(Data extracted from a collection)
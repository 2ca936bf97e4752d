//! TerminalRenderer: pushes framebuffers to the real terminal.
//!
//! The first frame after [`TerminalRenderer::enter`], a resize or
//! [`TerminalRenderer::invalidate`] repaints every row. Later frames only
//! repaint the runs of glyphs that differ from the previous frame.

use std::io::{self, Write};

use anyhow::Result;
use crossterm::{
    cursor,
    style::{
        Attribute, Color, Print, ResetColor, SetAttribute, SetBackgroundColor, SetForegroundColor,
    },
    terminal, QueueableCommand,
};

use crate::fb::{CellStyle, FrameBuffer, Rgb};

pub struct TerminalRenderer {
    out: io::Stdout,
    /// Previously drawn frame, or `None` when the screen contents are unknown
    shown: Option<FrameBuffer>,
    scratch: Vec<u8>,
}

impl Default for TerminalRenderer {
    fn default() -> Self {
        Self::new()
    }
}

impl TerminalRenderer {
    pub fn new() -> Self {
        Self {
            out: io::stdout(),
            shown: None,
            scratch: Vec::with_capacity(32 * 1024),
        }
    }

    /// Raw mode, alternate screen, hidden cursor
    pub fn enter(&mut self) -> Result<()> {
        terminal::enable_raw_mode()?;
        self.scratch.clear();
        self.scratch
            .queue(terminal::EnterAlternateScreen)?
            .queue(cursor::Hide)?
            .queue(terminal::DisableLineWrap)?;
        self.shown = None;
        self.write_scratch()
    }

    /// Undo [`TerminalRenderer::enter`]
    pub fn exit(&mut self) -> Result<()> {
        self.scratch.clear();
        self.scratch
            .queue(ResetColor)?
            .queue(SetAttribute(Attribute::Reset))?
            .queue(terminal::EnableLineWrap)?
            .queue(cursor::Show)?
            .queue(terminal::LeaveAlternateScreen)?;
        self.write_scratch()?;
        terminal::disable_raw_mode()?;
        Ok(())
    }

    /// Forget what is on screen so the next draw repaints everything.
    pub fn invalidate(&mut self) {
        self.shown = None;
    }

    /// Draw `fb`, then hand back the previous frame's buffer in its place.
    ///
    /// The caller renders the next frame into the returned buffer, so two
    /// framebuffers are recycled without cloning.
    pub fn draw_swap(&mut self, fb: &mut FrameBuffer) -> Result<()> {
        self.scratch.clear();
        let mut previous = match self.shown.take() {
            Some(prev) if prev.width() == fb.width() && prev.height() == fb.height() => {
                encode_diff_into(&prev, fb, &mut self.scratch)?;
                prev
            }
            stale => {
                encode_full_into(fb, &mut self.scratch)?;
                let mut prev = stale.unwrap_or_else(|| FrameBuffer::new(0, 0));
                prev.resize(fb.width(), fb.height());
                prev
            }
        };
        self.write_scratch()?;

        std::mem::swap(&mut previous, fb);
        self.shown = Some(previous);
        Ok(())
    }

    fn write_scratch(&mut self) -> Result<()> {
        self.out.write_all(&self.scratch)?;
        self.out.flush()?;
        Ok(())
    }
}

/// Encode a repaint of every row of `fb` into `out`.
pub fn encode_full_into(fb: &FrameBuffer, out: &mut Vec<u8>) -> Result<()> {
    out.queue(terminal::Clear(terminal::ClearType::All))?;
    let mut enc = RunEncoder::new(out);
    for y in 0..fb.height() {
        enc.run(fb, 0, y, fb.width())?;
    }
    enc.finish()
}

/// Encode only the glyph runs that differ between `prev` and `next`.
///
/// Frames of different sizes are repainted in full.
pub fn encode_diff_into(prev: &FrameBuffer, next: &FrameBuffer, out: &mut Vec<u8>) -> Result<()> {
    if prev.width() != next.width() || prev.height() != next.height() {
        return encode_full_into(next, out);
    }
    let mut enc = RunEncoder::new(out);
    for (x, y, len) in ChangedRuns::new(prev, next) {
        enc.run(next, x, y, len)?;
    }
    enc.finish()
}

/// Writes glyph runs, skipping redundant cursor moves and style changes.
struct RunEncoder<'a> {
    out: &'a mut Vec<u8>,
    style: Option<CellStyle>,
    /// Where the terminal cursor sits after the last printed glyph
    cursor: Option<(u16, u16)>,
}

impl<'a> RunEncoder<'a> {
    fn new(out: &'a mut Vec<u8>) -> Self {
        Self {
            out,
            style: None,
            cursor: None,
        }
    }

    fn run(&mut self, fb: &FrameBuffer, x: u16, y: u16, len: u16) -> Result<()> {
        if len == 0 {
            return Ok(());
        }
        if self.cursor != Some((x, y)) {
            self.out.queue(cursor::MoveTo(x, y))?;
        }
        for dx in 0..len {
            let glyph = fb.get(x + dx, y).unwrap_or_default();
            if self.style != Some(glyph.style) {
                queue_style(self.out, glyph.style)?;
                self.style = Some(glyph.style);
            }
            self.out.queue(Print(glyph.ch))?;
        }
        self.cursor = Some((x + len, y));
        Ok(())
    }

    fn finish(self) -> Result<()> {
        self.out
            .queue(ResetColor)?
            .queue(SetAttribute(Attribute::Reset))?;
        Ok(())
    }
}

fn queue_style(out: &mut Vec<u8>, style: CellStyle) -> Result<()> {
    out.queue(SetAttribute(Attribute::Reset))?
        .queue(SetForegroundColor(term_color(style.fg)))?
        .queue(SetBackgroundColor(term_color(style.bg)))?;
    if style.bold {
        out.queue(SetAttribute(Attribute::Bold))?;
    }
    if style.dim {
        out.queue(SetAttribute(Attribute::Dim))?;
    }
    Ok(())
}

fn term_color(rgb: Rgb) -> Color {
    Color::Rgb {
        r: rgb.r,
        g: rgb.g,
        b: rgb.b,
    }
}

/// Maximal horizontal runs of glyphs that differ between two equally sized
/// frames, as `(x, y, len)`, top to bottom and left to right.
struct ChangedRuns<'a> {
    prev: &'a FrameBuffer,
    next: &'a FrameBuffer,
    x: u16,
    y: u16,
}

impl<'a> ChangedRuns<'a> {
    fn new(prev: &'a FrameBuffer, next: &'a FrameBuffer) -> Self {
        Self {
            prev,
            next,
            x: 0,
            y: 0,
        }
    }

    fn differs(&self, x: u16, y: u16) -> bool {
        self.prev.get(x, y) != self.next.get(x, y)
    }
}

impl Iterator for ChangedRuns<'_> {
    type Item = (u16, u16, u16);

    fn next(&mut self) -> Option<Self::Item> {
        let (w, h) = (self.next.width(), self.next.height());
        while self.y < h {
            while self.x < w && !self.differs(self.x, self.y) {
                self.x += 1;
            }
            if self.x < w {
                let start = self.x;
                while self.x < w && self.differs(self.x, self.y) {
                    self.x += 1;
                }
                return Some((start, self.y, self.x - start));
            }
            self.x = 0;
            self.y += 1;
        }
        None
    }
}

What to produce -
Retype exactly the lines of the data above that fall between the line with "let mut previous" and the line with "let mut prev = stale.unwrap_or_else(||", inclusive, and add nothing.

Task answer -
        let mut previous = match self.shown.take() {
            Some(prev) if prev.width() == fb.width() && prev.height() == fb.height() => {
                encode_diff_into(&prev, fb, &mut self.scratch)?;
                prev
            }
            stale => {
                encode_full_into(fb, &mut self.scratch)?;
                let mut prev = stale.unwrap_or_else(|| FrameBuffer::new(0, 0));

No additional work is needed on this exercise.